Aim of the exercise | Please reproduce the entries that follow without a single difference.

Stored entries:
......

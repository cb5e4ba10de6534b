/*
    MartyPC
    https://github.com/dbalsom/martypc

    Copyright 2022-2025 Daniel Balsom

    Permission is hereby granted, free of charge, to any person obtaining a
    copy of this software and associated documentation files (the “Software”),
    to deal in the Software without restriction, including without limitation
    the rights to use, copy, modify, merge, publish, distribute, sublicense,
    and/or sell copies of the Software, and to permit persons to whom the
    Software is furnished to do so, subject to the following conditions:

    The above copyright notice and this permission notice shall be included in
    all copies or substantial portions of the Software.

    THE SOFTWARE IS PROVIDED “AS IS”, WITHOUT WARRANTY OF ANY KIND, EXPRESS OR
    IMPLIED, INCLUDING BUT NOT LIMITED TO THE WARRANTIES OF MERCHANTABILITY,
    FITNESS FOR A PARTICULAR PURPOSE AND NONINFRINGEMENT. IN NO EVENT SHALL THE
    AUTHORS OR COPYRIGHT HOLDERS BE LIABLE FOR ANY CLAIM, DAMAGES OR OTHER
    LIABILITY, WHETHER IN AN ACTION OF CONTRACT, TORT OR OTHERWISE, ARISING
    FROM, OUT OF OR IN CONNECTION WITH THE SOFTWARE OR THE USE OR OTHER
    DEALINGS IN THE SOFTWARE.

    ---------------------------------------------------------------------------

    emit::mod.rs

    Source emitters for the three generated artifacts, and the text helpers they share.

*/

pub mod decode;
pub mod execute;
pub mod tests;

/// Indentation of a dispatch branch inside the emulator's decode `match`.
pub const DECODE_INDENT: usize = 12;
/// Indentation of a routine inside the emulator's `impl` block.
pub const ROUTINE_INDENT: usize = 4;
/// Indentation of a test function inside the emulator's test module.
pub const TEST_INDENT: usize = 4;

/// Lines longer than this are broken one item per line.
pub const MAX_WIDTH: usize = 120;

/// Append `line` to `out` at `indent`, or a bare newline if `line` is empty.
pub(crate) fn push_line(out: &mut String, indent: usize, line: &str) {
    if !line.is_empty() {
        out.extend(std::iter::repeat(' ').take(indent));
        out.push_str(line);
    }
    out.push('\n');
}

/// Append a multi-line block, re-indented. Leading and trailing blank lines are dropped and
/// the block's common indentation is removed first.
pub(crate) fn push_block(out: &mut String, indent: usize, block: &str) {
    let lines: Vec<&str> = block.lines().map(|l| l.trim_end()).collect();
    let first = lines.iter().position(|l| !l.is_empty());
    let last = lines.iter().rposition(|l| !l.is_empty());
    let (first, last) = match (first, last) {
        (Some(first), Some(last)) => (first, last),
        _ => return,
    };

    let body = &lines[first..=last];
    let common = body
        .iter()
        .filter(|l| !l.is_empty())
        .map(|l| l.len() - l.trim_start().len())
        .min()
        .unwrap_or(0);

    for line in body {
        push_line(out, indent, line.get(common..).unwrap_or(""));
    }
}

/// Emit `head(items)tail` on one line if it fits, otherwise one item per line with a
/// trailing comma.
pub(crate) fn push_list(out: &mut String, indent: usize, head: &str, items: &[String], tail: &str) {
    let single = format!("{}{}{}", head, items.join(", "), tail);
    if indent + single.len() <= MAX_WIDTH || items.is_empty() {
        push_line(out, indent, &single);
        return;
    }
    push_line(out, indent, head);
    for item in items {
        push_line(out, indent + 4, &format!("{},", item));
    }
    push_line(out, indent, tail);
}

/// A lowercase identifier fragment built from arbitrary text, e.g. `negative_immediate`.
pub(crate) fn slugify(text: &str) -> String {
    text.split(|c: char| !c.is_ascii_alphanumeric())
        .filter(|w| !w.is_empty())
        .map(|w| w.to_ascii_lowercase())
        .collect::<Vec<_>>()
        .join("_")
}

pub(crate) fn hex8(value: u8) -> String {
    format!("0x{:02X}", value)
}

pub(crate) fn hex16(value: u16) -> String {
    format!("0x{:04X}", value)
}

......

Output of the exercise |
repository cb5e4ba10de6534b
/*
    MartyPC
    https://github.com/dbalsom/martypc

    Copyright 2022-2025 Daniel Balsom

    Permission is hereby granted, free of charge, to any person obtaining a
    copy of this software and associated documentation files (the “Software”),
    to deal in the Software without restriction, including without limitation
    the rights to use, copy, modify, merge, publish, distribute, sublicense,
    and/or sell copies of the Software, and to permit persons to whom the
    Software is furnished to do so, subject to the following conditions:

    The above copyright notice and this permission notice shall be included in
    all copies or substantial portions of the Software.

    THE SOFTWARE IS PROVIDED “AS IS”, WITHOUT WARRANTY OF ANY KIND, EXPRESS OR
    IMPLIED, INCLUDING BUT NOT LIMITED TO THE WARRANTIES OF MERCHANTABILITY,
    FITNESS FOR A PARTICULAR PURPOSE AND NONINFRINGEMENT. IN NO EVENT SHALL THE
    AUTHORS OR COPYRIGHT HOLDERS BE LIABLE FOR ANY CLAIM, DAMAGES OR OTHER
    LIABILITY, WHETHER IN AN ACTION OF CONTRACT, TORT OR OTHERWISE, ARISING
    FROM, OUT OF OR IN CONNECTION WITH THE SOFTWARE OR THE USE OR OTHER
    DEALINGS IN THE SOFTWARE.

    ---------------------------------------------------------------------------

    emit::mod.rs

    Source emitters for the three generated artifacts, and the text helpers they share.

*/

pub mod decode;
pub mod execute;
pub mod tests;

/// Indentation of a dispatch branch inside the emulator's decode `match`.
pub const DECODE_INDENT: usize = 12;
/// Indentation of a routine inside the emulator's `impl` block.
pub const ROUTINE_INDENT: usize = 4;
/// Indentation of a test function inside the emulator's test module.
pub const TEST_INDENT: usize = 4;

/// Lines longer than this are broken one item per line.
pub const MAX_WIDTH: usize = 120;

/// Append `line` to `out` at `indent`, or a bare newline if `line` is empty.
pub(crate) fn push_line(out: &mut String, indent: usize, line: &str) {
    if !line.is_empty() {
        out.extend(std::iter::repeat(' ').take(indent));
        out.push_str(line);
    }
    out.push('\n');
}

/// Append a multi-line block, re-indented. Leading and trailing blank lines are dropped and
/// the block's common indentation is removed first.
pub(crate) fn push_block(out: &mut String, indent: usize, block: &str) {
    let lines: Vec<&str> = block.lines().map(|l| l.trim_end()).collect();
    let first = lines.iter().position(|l| !l.is_empty());
    let last = lines.iter().rposition(|l| !l.is_empty());
    let (first, last) = match (first, last) {
        (Some(first), Some(last)) => (first, last),
        _ => return,
    };

    let body = &lines[first..=last];
    let common = body
        .iter()
        .filter(|l| !l.is_empty())
        .map(|l| l.len() - l.trim_start().len())
        .min()
        .unwrap_or(0);

    for line in body {
        push_line(out, indent, line.get(common..).unwrap_or(""));
    }
}

/// Emit `head(items)tail` on one line if it fits, otherwise one item per line with a
/// trailing comma.
pub(crate) fn push_list(out: &mut String, indent: usize, head: &str, items: &[String], tail: &str) {
    let single = format!("{}{}{}", head, items.join(", "), tail);
    if indent + single.len() <= MAX_WIDTH || items.is_empty() {
        push_line(out, indent, &single);
        return;
    }
    push_line(out, indent, head);
    for item in items {
        push_line(out, indent + 4, &format!("{},", item));
    }
    push_line(out, indent, tail);
}

/// A lowercase identifier fragment built from arbitrary text, e.g. `negative_immediate`.
pub(crate) fn slugify(text: &str) -> String {
    text.split(|c: char| !c.is_ascii_alphanumeric())
        .filter(|w| !w.is_empty())
        .map(|w| w.to_ascii_lowercase())
        .collect::<Vec<_>>()
        .join("_")
}

pub(crate) fn hex8(value: u8) -> String {
    format!("0x{:02X}", value)
}

pub(crate) fn hex16(value: u16) -> String {
    format!("0x{:04X}", value)
}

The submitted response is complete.